Recently, I couldn't come to terms with latexmk. After reading the available documentation and searching for a solution on the Internet, I posted a question here, to make sure that I wasn't missing anything. This way, I could avoid bothering the package author with a stupid question -- turned out it wasn't: When even a bounty couldn't get me an answer that I was content with, I e-mailed my question to the author's address from the documentation, pointing him to the tex.sx post as well. I got a response within half a day, a day later a new pre-version of latexmk and another few days later, the author joined tex.sx and is now answering latexmk questions on here, which makes for a great addition to this platform. The new version of latexmk was pushed to CTAN a few days ago.

I'd recommend this way for problems of this kind; asking nicely about the problem won't hurt and everybody can benefit. Just don't get pouty if you don't get such a lightning-fast response as I did.


You should first check the package manual and its README file (both usually under http://www.ctab.org/pkg/<packagename>) for an email address. Many of them have it included. Some package, like mine, also have a bug tracker which should be used for bug reports and feature requests if possible. Usually such a tracker is also mentioned either in the README or the manual.

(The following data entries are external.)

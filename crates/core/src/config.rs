//! Run Configuration
//!
//! Settings for one instrumented test run:
//! - the AVD to create
//! - how the emulator is launched and how long it may take to boot
//! - where the Android SDK lives
//! - which Gradle task runs the tests

use std::path::{Path, PathBuf};
use std::time::Duration;

use serde::{Deserialize, Serialize};
use tracing::debug;

use instrumented_tests_build_engine::{parse_flags, TestTask, DEFAULT_TEST_TASK};
use instrumented_tests_emulator_bridge::{validate_port, BootPoller, DeviceSpec, ImageSelector};

use crate::error::{LifecycleError, Result};

/// AVD configuration
#[derive(Debug, Clone, Default, Serialize, Deserialize)]
#[serde(default)]
pub struct AvdConfig {
    /// Name of the AVD to create
    pub name: String,
    /// System image package (`avdmanager -k`)
    pub package: String,
    /// ABI of the system image
    pub abi: Option<String>,
    /// System image tag
    pub tag: Option<String>,
    /// Other `avdmanager create avd` options, e.g. `-d pixel_6 --sdcard 512M`
    pub options: Option<String>,
}

/// Emulator configuration
#[derive(Debug, Clone, Serialize, Deserialize)]
#[serde(default)]
pub struct EmulatorConfig {
    /// Console port; a random even port in 5554-5584 when unset
    pub port: Option<u16>,
    /// Seconds to wait for boot completion
    pub boot_timeout_secs: u64,
    /// Extra emulator command line options
    pub options: Option<String>,
    /// Show the emulator window
    pub visible: bool,
    /// GPU mode override
    pub gpu: Option<String>,
    /// Milliseconds between boot polls
    pub poll_interval_ms: u64,
    /// Seconds a single boot query may take
    pub query_timeout_secs: u64,
    /// Seconds to wait for the emulator to exit after `emu kill`
    pub shutdown_grace_secs: u64,
}

impl Default for EmulatorConfig {
    fn default() -> Self {
        Self {
            port: None,
            boot_timeout_secs: 500,
            options: None,
            visible: false,
            gpu: None,
            poll_interval_ms: 2000,
            query_timeout_secs: 10,
            shutdown_grace_secs: 30,
        }
    }
}

impl EmulatorConfig {
    pub fn boot_timeout(&self) -> Duration {
        Duration::from_secs(self.boot_timeout_secs)
    }

    pub fn shutdown_grace(&self) -> Duration {
        Duration::from_secs(self.shutdown_grace_secs)
    }

    pub fn boot_poller(&self) -> BootPoller {
        BootPoller::new(
            Duration::from_millis(self.poll_interval_ms),
            Duration::from_secs(self.query_timeout_secs),
        )
    }
}

/// Android SDK configuration
#[derive(Debug, Clone, Default, Serialize, Deserialize)]
#[serde(default)]
pub struct AndroidConfig {
    /// Path to Android SDK
    pub sdk_path: Option<PathBuf>,
    /// Path to JDK handed to Gradle
    pub java_home: Option<PathBuf>,
}

impl AndroidConfig {
    /// Get Android SDK path, with auto-detection
    pub fn resolve_sdk_path(&self) -> Option<PathBuf> {
        self.sdk_path
            .clone()
            .or_else(|| {
                ["ANDROID_HOME", "ANDROID_SDK_ROOT"]
                    .iter()
                    .filter_map(|var| std::env::var_os(var))
                    .map(PathBuf::from)
                    .find(|p| !p.as_os_str().is_empty())
            })
            .or_else(|| {
                // Auto-detect common paths
                let candidates = if cfg!(windows) {
                    vec![
                        dirs::data_local_dir().map(|d| d.join("Android").join("Sdk")),
                        Some(PathBuf::from("C:\\Android\\sdk")),
                    ]
                } else {
                    vec![
                        dirs::home_dir().map(|h| h.join("Android").join("Sdk")),
                        dirs::home_dir().map(|h| h.join("Library").join("Android").join("sdk")),
                        Some(PathBuf::from("/usr/local/android-sdk")),
                    ]
                };

                candidates.into_iter().flatten().find(|p| p.exists())
            })
    }
}

/// Gradle configuration
#[derive(Debug, Clone, Serialize, Deserialize)]
#[serde(default)]
pub struct GradleConfig {
    /// Gradle task to run
    pub task: String,
    /// Flags passed to Gradle, e.g. `--stacktrace`
    pub flags: Option<String>,
    /// Root directory of the Gradle project
    pub project_dir: PathBuf,
}

impl Default for GradleConfig {
    fn default() -> Self {
        Self {
            task: DEFAULT_TEST_TASK.to_string(),
            flags: None,
            project_dir: PathBuf::from("."),
        }
    }
}

/// Complete configuration of one run
#[derive(Debug, Clone, Default, Serialize, Deserialize)]
#[serde(default)]
pub struct RunConfig {
    pub avd: AvdConfig,
    pub emulator: EmulatorConfig,
    pub android: AndroidConfig,
    pub gradle: GradleConfig,
}

impl RunConfig {
    /// Load configuration from a TOML file
    pub async fn load(path: &Path) -> Result<Self> {
        debug!("Loading config from {:?}", path);
        let contents = tokio::fs::read_to_string(path).await?;
        Self::from_toml(&contents)
    }

    /// Parse configuration from TOML text
    pub fn from_toml(contents: &str) -> Result<Self> {
        toml::from_str(contents).map_err(|e| LifecycleError::InvalidConfig(e.to_string()))
    }

    /// Fill in a random console port when none is configured
    pub fn assign_port(&mut self) -> u16 {
        *self
            .emulator
            .port
            .get_or_insert_with(instrumented_tests_emulator_bridge::random_emulator_port)
    }

    /// Check every value that must hold before anything is spawned
    pub fn validate(&self) -> Result<()> {
        if self.avd.name.trim().is_empty() {
            return Err(LifecycleError::InvalidConfig("AVD name is required".into()));
        }
        if self.avd.name.chars().any(|c| !(c.is_ascii_alphanumeric() || "._-".contains(c))) {
            return Err(LifecycleError::InvalidConfig(format!(
                "AVD name '{}' may only contain letters, digits, '.', '_' and '-'",
                self.avd.name
            )));
        }
        if self.avd.package.trim().is_empty() {
            return Err(LifecycleError::InvalidConfig("system image package is required".into()));
        }

        let port = self
            .emulator
            .port
            .ok_or_else(|| LifecycleError::InvalidConfig("no console port assigned".into()))?;
        validate_port(port)?;

        if self.emulator.boot_timeout_secs == 0 {
            return Err(LifecycleError::InvalidConfig("boot timeout must be positive".into()));
        }
        if self.emulator.poll_interval_ms == 0 || self.emulator.query_timeout_secs == 0 {
            return Err(LifecycleError::InvalidConfig(
                "poll interval and query timeout must be positive".into(),
            ));
        }
        if self.gradle.task.trim().is_empty() {
            return Err(LifecycleError::InvalidConfig("Gradle task is required".into()));
        }

        split_option("AVD options", self.avd.options.as_deref())?;
        split_option("emulator options", self.emulator.options.as_deref())?;
        split_option("Gradle flags", self.gradle.flags.as_deref())?;

        Ok(())
    }

    /// Device to create and launch; call after [`RunConfig::validate`]
    pub fn device_spec(&self) -> Result<DeviceSpec> {
        let port = self
            .emulator
            .port
            .ok_or_else(|| LifecycleError::InvalidConfig("no console port assigned".into()))?;

        let spec = DeviceSpec {
            name: self.avd.name.trim().to_string(),
            image: ImageSelector {
                package: self.avd.package.trim().to_string(),
                abi: self.avd.abi.clone().filter(|s| !s.is_empty()),
                tag: self.avd.tag.clone().filter(|s| !s.is_empty()),
                options: split_option("AVD options", self.avd.options.as_deref())?,
            },
            port,
            visible: self.emulator.visible,
            gpu: self.emulator.gpu.clone(),
            emulator_args: split_option("emulator options", self.emulator.options.as_deref())?,
        };

        spec.validate()?;
        Ok(spec)
    }

    /// Gradle task that runs the tests
    pub fn test_task(&self) -> Result<TestTask> {
        let mut task = TestTask::new(self.gradle.task.trim(), self.gradle.project_dir.clone());
        task.flags = split_option("Gradle flags", self.gradle.flags.as_deref())?;
        Ok(task)
    }
}

/// Split an optional free-form option string into arguments
fn split_option(what: &str, value: Option<&str>) -> Result<Vec<String>> {
    match value {
        Some(value) => parse_flags(value)
            .map_err(|_| LifecycleError::InvalidConfig(format!("cannot split {}: {}", what, value))),
        None => Ok(Vec::new()),
    }
}

#[cfg(test)]
mod tests {
    use super::*;
    use std::io::Write;

    fn config() -> RunConfig {
        let mut config = RunConfig::default();
        config.avd.name = "ci_device".into();
        config.avd.package = "system-images;android-34;google_apis;x86_64".into();
        config.emulator.port = Some(5554);
        config
    }

    #[test]
    fn test_defaults() {
        let config = RunConfig::default();
        assert_eq!(config.emulator.boot_timeout_secs, 500);
        assert!(!config.emulator.visible);
        assert_eq!(config.gradle.task, "connectedCheck");
        assert_eq!(config.gradle.project_dir, PathBuf::from("."));
    }

    #[test]
    fn test_port_validation() {
        for bad in [5553u16, 5555, 5552, 5586, 5037] {
            let mut config = config();
            config.emulator.port = Some(bad);
            assert!(
                matches!(config.validate(), Err(LifecycleError::InvalidConfig(_))),
                "port {} should be rejected",
                bad
            );
        }

        for good in [5554u16, 5570, 5584] {
            let mut config = config();
            config.emulator.port = Some(good);
            assert!(config.validate().is_ok());
        }
    }

    #[test]
    fn test_required_fields() {
        let mut config = config();
        config.avd.name = "  ".into();
        assert!(config.validate().is_err());

        let mut config = self::config();
        config.avd.name = "bad name".into();
        assert!(config.validate().is_err());

        let mut config = self::config();
        config.avd.package.clear();
        assert!(config.validate().is_err());
    }

    #[test]
    fn test_assign_port_keeps_explicit_port() {
        let mut config = config();
        assert_eq!(config.assign_port(), 5554);

        config.emulator.port = None;
        let port = config.assign_port();
        assert!(validate_port(port).is_ok());
        assert_eq!(config.emulator.port, Some(port));
    }

    #[test]
    fn test_device_spec() {
        let mut config = config();
        config.avd.options = Some("-d pixel_6".into());
        config.avd.abi = Some(String::new());
        config.emulator.options = Some("-no-snapshot -memory 2048".into());

        let spec = config.device_spec().unwrap();
        assert_eq!(spec.serial().as_str(), "emulator-5554");
        assert_eq!(spec.image.abi, None);
        assert_eq!(spec.image.options, vec!["-d", "pixel_6"]);
        assert_eq!(spec.emulator_args, vec!["-no-snapshot", "-memory", "2048"]);
    }

    #[test]
    fn test_test_task() {
        let mut config = config();
        config.gradle.flags = Some("--stacktrace".into());
        let task = config.test_task().unwrap();
        assert_eq!(task.name, "connectedCheck");
        assert_eq!(task.flags, vec!["--stacktrace"]);
    }

    #[test]
    fn test_escaped_option_stays_one_argument() {
        let mut config = config();
        config.gradle.flags = Some(r"-Pmsg=a\ b --info".into());
        assert_eq!(config.test_task().unwrap().flags, vec!["-Pmsg=a b", "--info"]);
    }

    #[test]
    fn test_unbalanced_quotes_fail_validation() {
        let mut config = config();
        config.emulator.options = Some("-prop \"persist.sys.language=en".into());
        assert!(matches!(config.validate(), Err(LifecycleError::InvalidConfig(_))));
        assert!(matches!(config.device_spec(), Err(LifecycleError::InvalidConfig(_))));

        let mut config = self::config();
        config.gradle.flags = Some("'--info".into());
        assert!(matches!(config.validate(), Err(LifecycleError::InvalidConfig(_))));
    }

    #[tokio::test]
    async fn test_load_from_file() {
        let mut file = tempfile::NamedTempFile::new().unwrap();
        writeln!(
            file,
            r#"
[avd]
name = "ci_device"
package = "system-images;android-34;google_apis;x86_64"

[emulator]
port = 5556
boot_timeout_secs = 600

[gradle]
task = ":app:connectedDebugAndroidTest"
"#
        )
        .unwrap();

        let config = RunConfig::load(file.path()).await.unwrap();
        assert_eq!(config.avd.name, "ci_device");
        assert_eq!(config.emulator.port, Some(5556));
        assert_eq!(config.emulator.boot_timeout_secs, 600);
        assert_eq!(config.emulator.poll_interval_ms, 2000);
        assert_eq!(config.gradle.task, ":app:connectedDebugAndroidTest");
        assert!(config.validate().is_ok());
    }

    #[test]
    fn test_bad_toml_is_invalid_config() {
        let result = RunConfig::from_toml("[emulator]\nport = \"five\"\n");
        assert!(matches!(result, Err(LifecycleError::InvalidConfig(_))));
    }

    #[test]
    fn test_explicit_sdk_path_wins() {
        let android = AndroidConfig {
            sdk_path: Some(PathBuf::from("/opt/android-sdk")),
            java_home: None,
        };
        assert_eq!(android.resolve_sdk_path(), Some(PathBuf::from("/opt/android-sdk")));
    }
}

The marginfix package has a Git repository under http://shicks.github.com/marginfix/. It has a bug tracker on GitHub: https://github.com/shicks/marginfix/issues. You should simply open a bug ticket there.

Please note that virtually all package authors do write these in their spare time and might be busy with their day job, so you should give them 1-2 weeks to respond, then write them a second email.

Several package authors are also reading the comp.text.tex usenet group and people often post package related issues there. However, you still should CC the author using a private email as well. He/she might overlook the post otherwise. Also it is a little rude to post it in public but not contact the author directly as well.

You linked post would actually be better on comp.text.tex. The post doesn't fit very much in the Q&A concept of this site. I don't think that posting the whole email to the author in full was necessary.


This varies from package author to package author. If you can find a (working) e-mail address, then this is usually the best way. That can be done in parallel with a public query, for example by CCing the author on a Usenet or mailing list post, or by linking to a post here.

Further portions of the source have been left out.